Amiga Boing demo running behind WorkBench
Amiga Boing demo

AmigaOS had unique ability to run programs behind its desktop, then user pulled down desktop. Window manipulation may seem strange, as windows were pushed behind others or one was popped to top.


Atari ST

Atari 1040ST running
Atari ST running GEM
Atari 520ST

"ST" meant "Sixteen Thirty-Two", a reference to its 16/32-bit 68000 CPU. ST was developed quickly, less than a year, using off-the-shelf components. Operating-system consisted of GEM GUI running on top of CP/M-68K.


Commodore Amiga vs Atari ST

Amiga 500 running Atari 1040ST running
Amiga 500 Atari 520ST

Amiga and Atari ST were the most advanced personal computers in 1985, a new generation in a class by themselves. Both were greatly superior over IBM PC or that monochrome toy made by a fruit company.

Although both had 68000 CPUs, their hardware designs were entirely different. Amiga was accelerated by custom chips which were coprocessors. ST was built from available off-the-shelf chips.

Multi-tasking was a capability personal computers didn't have until Amiga was introduced. Amiga could preemptively multi-task. ST was single-tasking -- ST's biggest disadvantage. AmigaOS seemed refined, ST GEM seemed basic.

Amiga's graphics was fantastic. Amiga had a graphics coprocessor. Amiga games showed more colors than ST games. ST games don't show color gradients, reason was ST's most colorful mode had only 16 colors from a 512 palette. Amiga's most colorful mode had 32 colors from a 4096 palette. Difference between 16 and 32 colors was visually significant. 32 colors was barely enough to make colorful games with some gradients. 16 colors was insufficient, as was also demonstrated by PC games that used EGA mode (16 color). Later Atari STE ("Enhanced") had a blitter and an extended palette, but later Amigas had AGA with 256 colors out of a 256K palette (on par with IBM VGA).

Atari ST ran at 8.0 Mhz vs 7.16 Mhz. ST booted quickly as its operating-system was in ROM. ST had a 70Hz monitor which didn't flicker. ST's I/O was fast, floppy drive approached speed of some hard drives. ST had a built-in hard-disk controller.
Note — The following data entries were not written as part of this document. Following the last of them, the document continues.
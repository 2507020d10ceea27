//! A deliberately small list-literal parser for table keys.
//!
//! The grammar only accepts a flat list of primitives:
//!
//! ```text
//! list      = "[" [ primitive { "," primitive } [ "," ] ] "]"
//! primitive = string | number | "True" | "False" | "None"
//! string    = "'" chars "'" | '"' chars '"'
//! ```
//!
//! Strings understand the usual backslash escapes. `None` becomes an empty
//! item.

use crate::record::float_repr;

/// Parse `text` into the list of item texts. Blank input is an empty list.
pub fn parse_list(text: &str) -> Result<Vec<String>, String> {
	if text.trim().is_empty() {
		return Ok(Vec::new());
	}

	let mut parser = LiteralParser::new(text);
	let items = parser.list()?;
	parser.skip_whitespace();
	if let Some(ch) = parser.peek() {
		return Err(parser.error(&format!("unexpected `{ch}` after the list")));
	}

	Ok(items)
}

struct LiteralParser<'a> {
	source: &'a str,
	position: usize,
}

impl<'a> LiteralParser<'a> {
	fn new(source: &'a str) -> Self {
		Self {
			source,
			position: 0,
		}
	}

	fn rest(&self) -> &'a str {
		&self.source[self.position..]
	}

	fn peek(&self) -> Option<char> {
		self.rest().chars().next()
	}

	fn bump(&mut self) -> Option<char> {
		let ch = self.peek()?;
		self.position += ch.len_utf8();
		Some(ch)
	}

	fn skip_whitespace(&mut self) {
		while self.peek().is_some_and(char::is_whitespace) {
			self.bump();
		}
	}

	fn error(&self, message: &str) -> String {
		format!("{message} at offset {}", self.position)
	}

	fn expect(&mut self, expected: char) -> Result<(), String> {
		match self.bump() {
			Some(ch) if ch == expected => Ok(()),
			Some(ch) => Err(self.error(&format!("expected `{expected}`, found `{ch}`"))),
			None => Err(self.error(&format!("expected `{expected}`, found end of input"))),
		}
	}

	fn list(&mut self) -> Result<Vec<String>, String> {
		self.skip_whitespace();
		match self.peek() {
			Some('[') => {}
			Some(_) => return Err(self.error("expected a list literal")),
			None => return Err(self.error("expected a list literal, found end of input")),
		}
		self.expect('[')?;

		let mut items = Vec::new();
		loop {
			self.skip_whitespace();
			if self.peek() == Some(']') {
				self.bump();
				return Ok(items);
			}

			items.push(self.primitive()?);

			self.skip_whitespace();
			match self.bump() {
				Some(',') => {}
				Some(']') => return Ok(items),
				Some(ch) => return Err(self.error(&format!("expected `,` or `]`, found `{ch}`"))),
				None => return Err(self.error("unterminated list")),
			}
		}
	}

	fn primitive(&mut self) -> Result<String, String> {
		match self.peek() {
			Some(quote @ ('\'' | '"')) => self.string(quote),
			Some(ch) if ch.is_ascii_digit() || matches!(ch, '-' | '+' | '.') => self.number(),
			Some(ch) if ch.is_ascii_alphabetic() => self.keyword(),
			Some('[' | '(' | '{') => Err(self.error("nested containers are not supported")),
			Some(ch) => Err(self.error(&format!("unexpected `{ch}`"))),
			None => Err(self.error("unexpected end of input")),
		}
	}

	fn keyword(&mut self) -> Result<String, String> {
		let start = self.position;
		while self
			.peek()
			.is_some_and(|ch| ch.is_ascii_alphanumeric() || ch == '_')
		{
			self.bump();
		}

		match &self.source[start..self.position] {
			"True" => Ok("True".to_string()),
			"False" => Ok("False".to_string()),
			"None" => Ok(String::new()),
			other => {
				self.position = start;
				Err(self.error(&format!("`{other}` is not a literal")))
			}
		}
	}

	fn number(&mut self) -> Result<String, String> {
		let start = self.position;
		if matches!(self.peek(), Some('-' | '+')) {
			self.bump();
		}

		let mut is_float = false;
		while let Some(ch) = self.peek() {
			match ch {
				'0'..='9' | '_' => {}
				'.' => is_float = true,
				'e' | 'E' => {
					is_float = true;
					self.bump();
					if matches!(self.peek(), Some('-' | '+')) {
						self.bump();
					}
					continue;
				}
				_ => break,
			}
			self.bump();
		}

		let raw = self.source[start..self.position].replace('_', "");
		let invalid = || format!("invalid number `{raw}` at offset {start}");
		if is_float {
			let value: f64 = raw.parse().map_err(|_| invalid())?;
			Ok(float_repr(value))
		} else {
			let value: i128 = raw.parse().map_err(|_| invalid())?;
			Ok(value.to_string())
		}
	}

	fn string(&mut self, quote: char) -> Result<String, String> {
		let start = self.position;
		self.bump();
		let mut text = String::new();

		loop {
			let Some(ch) = self.bump() else {
				self.position = start;
				return Err(self.error("unterminated string"));
			};

			match ch {
				'\\' => self.escape(&mut text)?,
				'\n' => {
					self.position = start;
					return Err(self.error("unterminated string"));
				}
				c if c == quote => return Ok(text),
				c => text.push(c),
			}
		}
	}

	fn escape(&mut self, text: &mut String) -> Result<(), String> {
		let Some(ch) = self.bump() else {
			return Err(self.error("unterminated escape sequence"));
		};

		match ch {
			'\\' => text.push('\\'),
			'\'' => text.push('\''),
			'"' => text.push('"'),
			'n' => text.push('\n'),
			'r' => text.push('\r'),
			't' => text.push('\t'),
			'0' => text.push('\0'),
			'a' => text.push('\u{07}'),
			'b' => text.push('\u{08}'),
			'f' => text.push('\u{0c}'),
			'v' => text.push('\u{0b}'),
			'\n' => {}
			'x' => text.push(self.hex_escape(2)?),
			'u' => text.push(self.hex_escape(4)?),
			'U' => text.push(self.hex_escape(8)?),
			other => {
				text.push('\\');
				text.push(other);
			}
		}

		Ok(())
	}

	fn hex_escape(&mut self, digits: usize) -> Result<char, String> {
		let start = self.position;
		for _ in 0..digits {
			if !self.peek().is_some_and(|ch| ch.is_ascii_hexdigit()) {
				return Err(self.error("truncated hex escape"));
			}
			self.bump();
		}

		u32::from_str_radix(&self.source[start..self.position], 16)
			.ok()
			.and_then(char::from_u32)
			.ok_or_else(|| self.error("invalid unicode escape"))
	}
}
For those who collect antique computers, both have caveats. An ST should be bought with its monitor, because Atari used a proprietary video interface. Amiga's custom and FPGA chips tend to die, indicated by monitor flashing a color. A1000 was the original model, now collectible, but is the most prone to failure, A1000 had so many chips its main-board needed a daughter-board to contain them all. A500 and A1200 were very integrated, probably will be the most long-lived models. In Amiga models that had them, every Amiga clock battery, by now, has ruptured and leaked battery acid onto main-board. In general, common problems in antique computers are ruptured capacitors and failing power supplies, yet so far hasn't happened to this author's 5 Amigas (A1000,A1000,A500,A2000,A1200).